WHAT THE EXERCISE ASKS: The lines below that include the word "EngineerCreated" are to be reported.

Stored items:
'''

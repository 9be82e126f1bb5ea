use axum::{
    extract::{Path, RawQuery, State},
    Json,
};
use serde_json::{json, Value};
use time::OffsetDateTime;
use tracing::{info, instrument};
use url::form_urlencoded;
use uuid::Uuid;

use crate::{
    auth::{
        extractors::AuthUser,
        ids::profile_id,
        membership::Membership,
        ownership::assert_owner,
    },
    envelope::{parse_id, validate_payload, StrictJson},
    error::{ApiError, ApiResult},
    notify::{dispatch, Event},
    profiles::{
        dto::{
            CreateEngineerRequest, CreateRecruiterRequest, EngineerCreated, EngineerView,
            RecruiterCreated, UpdateEngineerRequest, UpdateRecruiterRequest,
        },
        repo_types::{
            page_offset, Engineer, EngineerPatch, EngineerQuery, ProfileKind, Recruiter,
            RecruiterPatch, RecruiterStatus,
        },
    },
    state::AppState,
};

const MAX_PAGE_SIZE: i64 = 100;

/// Rejects a second profile of either kind for the same account.
async fn ensure_no_profile(state: &AppState, id: Uuid, scope: &str, message: &str) -> ApiResult<()> {
    let existing = state
        .profiles
        .profile_exists(id)
        .await
        .map_err(|e| ApiError::upstream(&format!("{scope}.profile_exists"), message, e))?;
    match existing {
        Some(kind) => Err(ApiError::conflict(
            &format!("{scope}.already_created"),
            message,
            format!("{kind} profile already created"),
        )),
        None => Ok(()),
    }
}

#[instrument(skip(state, payload))]
pub async fn create_engineer(
    State(state): State<AppState>,
    AuthUser(user_id): AuthUser,
    StrictJson(payload): StrictJson<CreateEngineerRequest>,
) -> ApiResult<Json<EngineerCreated>> {
    const MSG: &str = "failed to create new engineer";
    validate_payload("engineer.create", &payload)?;

    let id = profile_id(user_id);
    ensure_no_profile(&state, id, "engineer.create", MSG).await?;

    let engineer = Engineer {
        id,
        user_id,
        first_name: payload.first_name,
        last_name: payload.last_name,
        tagline: payload.tagline,
        city: payload.city,
        state: payload.state,
        country: payload.country,
        avatar: payload.avatar,
        bio: payload.bio,
        search_status: payload.search_status,
        role_type: payload.role_type,
        role_level: payload.role_level,
        website: payload.website,
        github: payload.github,
        twitter: payload.twitter,
        linkedin: payload.linkedin,
        stackoverflow: payload.stackoverflow,
        created_at: OffsetDateTime::now_utc(),
    };
    let created = state
        .profiles
        .insert_engineer(&engineer)
        .await
        .map_err(|e| ApiError::upstream("engineer.create.insert", MSG, e))?;
    if !created {
        return Err(ApiError::conflict(
            "engineer.create.already_created",
            MSG,
            "engineer profile already created",
        ));
    }

    dispatch(
        state.notifier.clone(),
        Event::EngineerCreated {
            engineer_id: id,
            user_id,
        },
    );
    info!(engineer_id = %id, %user_id, "engineer created");
    Ok(Json(EngineerCreated { engineer_id: id }))
}

#[instrument(skip(state, payload))]
pub async fn create_recruiter(
    State(state): State<AppState>,
    AuthUser(user_id): AuthUser,
    StrictJson(payload): StrictJson<CreateRecruiterRequest>,
) -> ApiResult<Json<RecruiterCreated>> {
    const MSG: &str = "failed to create new recruiter";
    validate_payload("recruiter.create", &payload)?;

    let id = profile_id(user_id);
    ensure_no_profile(&state, id, "recruiter.create", MSG).await?;

    let recruiter = Recruiter {
        id,
        user_id,
        first_name: payload.first_name,
        last_name: payload.last_name,
        company: payload.company,
        role: payload.role,
        logo: payload.logo,
        bio: payload.bio,
        linkedin: payload.linkedin,
        website: payload.website,
        is_member: false,
        status: RecruiterStatus::Pending,
        rejection_reason: None,
        approved_by: None,
        approval_date: None,
        created_at: OffsetDateTime::now_utc(),
    };
    let created = state
        .profiles
        .insert_recruiter(&recruiter)
        .await
        .map_err(|e| ApiError::upstream("recruiter.create.insert", MSG, e))?;
    if !created {
        return Err(ApiError::conflict(
            "recruiter.create.already_created",
            MSG,
            "recruiter profile already created",
        ));
    }

    dispatch(
        state.notifier.clone(),
        Event::RecruiterCreated {
            recruiter_id: id,
            company: recruiter.company.clone(),
        },
    );
    info!(recruiter_id = %id, %user_id, "recruiter created");
    Ok(Json(RecruiterCreated { recruiter_id: id }))
}

async fn apply_engineer_patch(
    state: &AppState,
    id: Uuid,
    patch: EngineerPatch,
    scope: &str,
) -> ApiResult<Json<Value>> {
    const MSG: &str = "failed to update engineer";
    let engineer = state
        .profiles
        .update_engineer(id, &patch)
        .await
        .map_err(|e| ApiError::upstream(&format!("{scope}.update_table"), MSG, e))?
        .ok_or_else(|| ApiError::not_found(&format!("{scope}.not_found"), MSG, "engineer not found"))?;
    info!(engineer_id = %id, "engineer updated");
    Ok(Json(json!({ "engineer": engineer })))
}

async fn apply_recruiter_patch(
    state: &AppState,
    id: Uuid,
    patch: RecruiterPatch,
    scope: &str,
) -> ApiResult<Json<Value>> {
    const MSG: &str = "failed to update recruiter";
    let recruiter = state
        .profiles
        .update_recruiter(id, &patch)
        .await
        .map_err(|e| ApiError::upstream(&format!("{scope}.update_table"), MSG, e))?
        .ok_or_else(|| {
            ApiError::not_found(&format!("{scope}.not_found"), MSG, "recruiter not found")
        })?;
    info!(recruiter_id = %id, "recruiter updated");
    Ok(Json(json!({ "recruiter": recruiter })))
}

#[instrument(skip(state, payload))]
pub async fn update_own_engineer(
    State(state): State<AppState>,
    AuthUser(user_id): AuthUser,
    StrictJson(payload): StrictJson<UpdateEngineerRequest>,
) -> ApiResult<Json<Value>> {
    const SCOPE: &str = "authenticated_engineer.update";
    validate_payload(SCOPE, &payload)?;

    let engineer = state
        .profiles
        .find_engineer_by_owner(user_id)
        .await
        .map_err(|e| ApiError::upstream(&format!("{SCOPE}.find_by_owner"), "failed to update engineer", e))?
        .ok_or_else(|| {
            ApiError::not_found(&format!("{SCOPE}.not_found"), "failed to update engineer", "engineer not found")
        })?;

    apply_engineer_patch(&state, engineer.id, payload.into(), SCOPE).await
}

#[instrument(skip(state, payload))]
pub async fn update_engineer(
    State(state): State<AppState>,
    AuthUser(actor_id): AuthUser,
    Path(raw_id): Path<String>,
    StrictJson(payload): StrictJson<UpdateEngineerRequest>,
) -> ApiResult<Json<Value>> {
    const SCOPE: &str = "engineer.update";
    let id = parse_id(SCOPE, &raw_id)?;
    validate_payload(SCOPE, &payload)?;

    assert_owner(state.profiles.as_ref(), actor_id, id, ProfileKind::Engineer)
        .await
        .map_err(|e| e.into_api(SCOPE, "failed to update engineer"))?;

    apply_engineer_patch(&state, id, payload.into(), SCOPE).await
}

#[instrument(skip(state, payload))]
pub async fn update_own_recruiter(
    State(state): State<AppState>,
    AuthUser(user_id): AuthUser,
    StrictJson(payload): StrictJson<UpdateRecruiterRequest>,
) -> ApiResult<Json<Value>> {
    const SCOPE: &str = "authenticated_recruiter.update";
    validate_payload(SCOPE, &payload)?;

    let recruiter = state
        .profiles
        .find_recruiter_by_owner(user_id)
        .await
        .map_err(|e| ApiError::upstream(&format!("{SCOPE}.find_by_owner"), "failed to update recruiter", e))?
        .ok_or_else(|| {
            ApiError::not_found(&format!("{SCOPE}.not_found"), "failed to update recruiter", "recruiter not found")
        })?;

    apply_recruiter_patch(&state, recruiter.id, payload.into(), SCOPE).await
}

#[instrument(skip(state, payload))]
pub async fn update_recruiter(
    State(state): State<AppState>,
    AuthUser(actor_id): AuthUser,
    Path(raw_id): Path<String>,
    StrictJson(payload): StrictJson<UpdateRecruiterRequest>,
) -> ApiResult<Json<Value>> {
    const SCOPE: &str = "recruiter.update";
    let id = parse_id(SCOPE, &raw_id)?;
    validate_payload(SCOPE, &payload)?;

    assert_owner(state.profiles.as_ref(), actor_id, id, ProfileKind::Recruiter)
        .await
        .map_err(|e| e.into_api(SCOPE, "failed to update recruiter"))?;

    apply_recruiter_patch(&state, id, payload.into(), SCOPE).await
}

/// Builds the listing query. Non-members always get the first default page,
/// unfiltered, whatever they ask for.
pub(crate) fn list_query(is_member: bool, raw: Option<&str>) -> Result<EngineerQuery, String> {
    let mut query = EngineerQuery::default();
    if !is_member {
        return Ok(query);
    }

    for (key, value) in form_urlencoded::parse(raw.unwrap_or_default().as_bytes()) {
        if value.is_empty() {
            continue;
        }
        match key.as_ref() {
            "page" => {
                query.page = value
                    .parse()
                    .ok()
                    .filter(|p| *p >= 1)
                    .ok_or_else(|| format!("invalid page {value:?}"))?;
            }
            "limit" => {
                query.limit = value
                    .parse()
                    .ok()
                    .filter(|l| (1..=MAX_PAGE_SIZE).contains(l))
                    .ok_or_else(|| format!("limit must be between 1 and {MAX_PAGE_SIZE}"))?;
            }
            "country" => query.filter.country = Some(value.into_owned()),
            "searchStatus" => query.filter.search_status = Some(value.into_owned()),
            "roleLevel" => query.filter.role_level = Some(value.into_owned()),
            "roleType" => query.filter.role_type = Some(value.into_owned()),
            _ => {}
        }
    }
    if page_offset(query.page, query.limit).is_none() {
        return Err(format!("page {} is out of range", query.page));
    }
    Ok(query)
}

#[instrument(skip(state, raw_query))]
pub async fn list_engineers(
    State(state): State<AppState>,
    membership: Membership,
    RawQuery(raw_query): RawQuery,
) -> ApiResult<Json<Value>> {
    const MSG: &str = "failed to list engineers";
    let query = list_query(membership.is_member, raw_query.as_deref())
        .map_err(|detail| ApiError::validation("engineer.list.new_query_params", MSG, detail))?;

    let engineers = state
        .profiles
        .list_engineers(&query)
        .await
        .map_err(|e| ApiError::upstream("engineer.list.read_engineers", MSG, e))?;

    let views: Vec<EngineerView> = engineers
        .into_iter()
        .map(|e| EngineerView::for_viewer(e, membership.is_member))
        .collect();
    info!(count = views.len(), is_member = membership.is_member, "engineers listed");
    Ok(Json(json!({ "engineers": views })))
}

#[instrument(skip(state))]
pub async fn read_engineer(
    State(state): State<AppState>,
    membership: Membership,
    Path(raw_id): Path<String>,
) -> ApiResult<Json<Value>> {
    const MSG: &str = "failed to read engineer";
    let id = parse_id("engineer.read", &raw_id)?;

    let engineer = state
        .profiles
        .find_engineer(id)
        .await
        .map_err(|e| ApiError::upstream("engineer.read.read_by_id", MSG, e))?
        .ok_or_else(|| ApiError::not_found("engineer.read.not_found", MSG, "engineer not found"))?;

    Ok(Json(json!({
        "engineer": EngineerView::for_viewer(engineer, membership.is_member)
    })))
}

#[instrument(skip(state))]
pub async fn read_recruiter(
    State(state): State<AppState>,
    _membership: Membership,
    Path(raw_id): Path<String>,
) -> ApiResult<Json<Value>> {
    const MSG: &str = "failed to read recruiter";
    let id = parse_id("recruiter.read", &raw_id)?;

    let recruiter = state
        .profiles
        .find_recruiter(id)
        .await
        .map_err(|e| ApiError::upstream("recruiter.read.read_by_id", MSG, e))?
        .ok_or_else(|| ApiError::not_found("recruiter.read.not_found", MSG, "recruiter not found"))?;
    Ok(Json(json!({ "recruiter": recruiter })))
}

'''

REPLY TO THE TASK:
            CreateEngineerRequest, CreateRecruiterRequest, EngineerCreated, EngineerView,
) -> ApiResult<Json<EngineerCreated>> {
        Event::EngineerCreated {
    Ok(Json(EngineerCreated { engineer_id: id }))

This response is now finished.